Lufthansa Takes Germanwings Under Its Wing | Business| Economy and finance news from a German perspective | DW | 09.12.2008
  1. Inhalt
  2. Navigation
  3. Weitere Inhalte
  4. Metanavigation
  5. Suche
  6. Choose from 30 Languages


Lufthansa Takes Germanwings Under Its Wing

No-frills airline Germanwings will become a direct subsidiary of airline giant Lufthansa from 2009, moving away from regional carrier Eurowings. The move is expected to enable the charter company to grow even further.

Respective company logos on Germanwings and Lufthansa jets

Germanwings is heading for further growth under the Lufthansa umbrella

Regional carrier Eurowings has announced that it has sold its stake in German budget airline Germanwings to Lufthansa.

"After a successful start-up phase, the building work on the low-cost airline is completed," said Eurowings chief executive Friedrich-Wilhelm Weitholz. Eurowings developed Germanwings from its charter division in 2002.

"Eurowings can now increasingly focus on its core business in the regional segment," Weitholz said.

Cement entrepreneur Albrecht Knauf, founder and co-owner of Dortmund-based Eurowings, is selling his 50 percent share in Germanwings to Lufthansa. The deal takes effect from Jan. 1, 2009. Terms of the agreement were not disclosed.

The sale would mean "no immediate changes" for the airlines' operational activities, Weitholz said.

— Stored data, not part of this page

//! Candidate-path enumeration and reliability ranking.

use orp_core::NodeId;
use orp_delay::{DelayModel, DelayMoments};
use orp_topology::Topology;

#[cfg(feature = "parallel")]
use rayon::prelude::*;

use crate::link::{link_packet_delay, Vehicle};
use crate::{RouteError, RouteResult};

/// Candidate paths examined per query unless overridden.
pub const DEFAULT_MAX_PATHS: usize = 100;

// ── RankedPath ────────────────────────────────────────────────────────────────

/// A scored candidate path: its node sequence and the probability that a
/// forwarded unit beats the carrier's expected travel time along it.
#[derive(Debug, Clone, PartialEq)]
pub struct RankedPath {
    pub nodes:       Vec<NodeId>,
    pub probability: f64,
}

impl RankedPath {
    /// Number of links traversed.
    pub fn hop_count(&self) -> usize {
        self.nodes.len().saturating_sub(1)
    }
}

// ── PathOptimizer ─────────────────────────────────────────────────────────────

/// Ranks simple paths through a topology by delivery-before-deadline
/// probability.
///
/// For each candidate path the optimizer composes per-link packet-delay
/// moments into one delay model, sums the externally supplied travel-time
/// moments, and scores the path as
///
///   P(packet delay ≤ expected travel time)
///
/// via the composed model's cdf.  Enumeration is depth-first in adjacency
/// order and capped at `max_paths`, so queries stay bounded on dense
/// topologies; the cap is part of the contract, not an internal detail.
#[derive(Debug, Clone, Copy)]
pub struct PathOptimizer {
    vehicle:   Vehicle,
    max_paths: usize,
}

impl PathOptimizer {
    /// Optimizer with the default candidate cap of [`DEFAULT_MAX_PATHS`].
    pub fn new(vehicle: Vehicle) -> Self {
        Self { vehicle, max_paths: DEFAULT_MAX_PATHS }
    }

    /// Optimizer with an explicit candidate cap.
    ///
    /// Fails with `InvalidParameters` when `max_paths` is zero.
    pub fn with_max_paths(vehicle: Vehicle, max_paths: usize) -> RouteResult<Self> {
        if max_paths == 0 {
            return Err(RouteError::InvalidParameters { name: "max_paths", value: 0.0 });
        }
        Ok(Self { vehicle, max_paths })
    }

    pub fn vehicle(&self) -> Vehicle {
        self.vehicle
    }

    pub fn max_paths(&self) -> usize {
        self.max_paths
    }

    // ── Per-path delay models ─────────────────────────────────────────────

    /// Aggregate packet-forwarding delay model along `path`.
    ///
    /// Sums each link's closed-form delay moments, then fits one gamma model
    /// to the total.  Paths with fewer than two nodes have no links to sum
    /// and fail the fit with `InvalidParameters`.
    pub fn path_packet_delay(&self, topo: &Topology, path: &[NodeId]) -> RouteResult<DelayModel> {
        let mut total = DelayMoments::ZERO;
        for hop in path.windows(2) {
            let edge = topo
                .edge_between(hop[0], hop[1])
                .ok_or(RouteError::MissingLink { from: hop[0], to: hop[1] })?;
            total += link_packet_delay(
                self.vehicle,
                topo.edge_length[edge.index()],
                topo.edge_arrival_rate[edge.index()],
            );
        }
        Ok(total.fit()?)
    }

    /// Aggregate carrier travel-time moments along `path`, summed from the
    /// externally supplied per-link values.
    pub fn path_travel_delay(&self, topo: &Topology, path: &[NodeId]) -> RouteResult<DelayMoments> {
        let mut total = DelayMoments::ZERO;
        for hop in path.windows(2) {
            let edge = topo
                .edge_between(hop[0], hop[1])
                .ok_or(RouteError::MissingLink { from: hop[0], to: hop[1] })?;
            total += DelayMoments::new(
                topo.edge_travel_mean[edge.index()],
                topo.edge_travel_var[edge.index()],
            );
        }
        Ok(total)
    }

    /// Probability that a forwarded unit's cumulative delay is at most the
    /// carrier's expected travel time along `path`.
    ///
    /// A path with fewer than two nodes means the unit is already at its
    /// destination: probability one.
    pub fn success_probability(&self, topo: &Topology, path: &[NodeId]) -> RouteResult<f64> {
        if path.len() < 2 {
            return Ok(1.0);
        }
        let packet = self.path_packet_delay(topo, path)?;
        let travel = self.path_travel_delay(topo, path)?;
        Ok(packet.cumulative(travel.mean))
    }

    // ── Queries ───────────────────────────────────────────────────────────

    /// Enumerate and score up to `max_paths` simple paths from `source` to
    /// `destination`, in enumeration order.
    ///
    /// An empty result means the endpoints are disconnected.
    pub fn ranked_paths(
        &self,
        topo: &Topology,
        source: NodeId,
        destination: NodeId,
    ) -> RouteResult<Vec<RankedPath>> {
        for node in [source, destination] {
            if !topo.contains(node) {
                return Err(RouteError::UnknownNode(node));
            }
        }

        let candidates: Vec<Vec<NodeId>> = topo
            .simple_paths(source, destination)
            .take(self.max_paths)
            .collect();

        #[cfg(feature = "parallel")]
        let probabilities: RouteResult<Vec<f64>> = candidates
            .par_iter()
            .map(|p| self.success_probability(topo, p))
            .collect();
        #[cfg(not(feature = "parallel"))]
        let probabilities: RouteResult<Vec<f64>> = candidates
            .iter()
            .map(|p| self.success_probability(topo, p))
            .collect();

        Ok(candidates
            .into_iter()
            .zip(probabilities?)
            .map(|(nodes, probability)| RankedPath { nodes, probability })
            .collect())
    }

    /// The candidate path maximizing [`success_probability`], with ties
    /// broken by enumeration order (first found wins).
    ///
    /// `source == destination` is the trivially delivered case: a
    /// zero-length path with probability one.  Fails with `NoPathFound`
    /// when the endpoints are disconnected.
    ///
    /// [`success_probability`]: Self::success_probability
    pub fn find_optimal_path(
        &self,
        topo: &Topology,
        source: NodeId,
        destination: NodeId,
    ) -> RouteResult<RankedPath> {
        let ranked = self.ranked_paths(topo, source, destination)?;
        let mut best: Option<RankedPath> = None;
        for candidate in ranked {
            match &best {
                Some(b) if candidate.probability <= b.probability => {}
                _ => best = Some(candidate),
            }
        }
        best.ok_or(RouteError::NoPathFound { from: source, to: destination })
    }
}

Germanwings will grow from within

Lufthansa holds a 49 percent stake in its affiliated regional operation Eurowings, although it already has management control of the carrier. It is in the process of acquiring majority ownership.

Friedrich-Wilhelm Weitholz in front of a Germanwings logo

Friedrich-Wilhelm Weitholz will be moving to the Eurowings supervisory board

Up to now, Germanwings has been a full subsidiary of Eurowings. Lufthansa will operate Germanwings under the umbrella company Lufthansa Commercial Holding.

Germanwings management spokesman Thomas Winkelmann called the takeover "a clear signal that Germanwings should play an important role" within Lufthansa.

According to Winkelmann, Germanwings will continue to grow from within.

"Our tactic is not to merge with other airlines by hook or by crook," Winkelmann said. He said he saw potential for growth in inner-German traffic, but above all for flights to Eastern Europe.

Germanwings currently has a fleet of 25 Airbus A319. In 2007, it transported some 8 million passengers, an increase of 12.5 percent from the previous year. Sales totaled 630 million euros ($808 million), up 12.7 percent.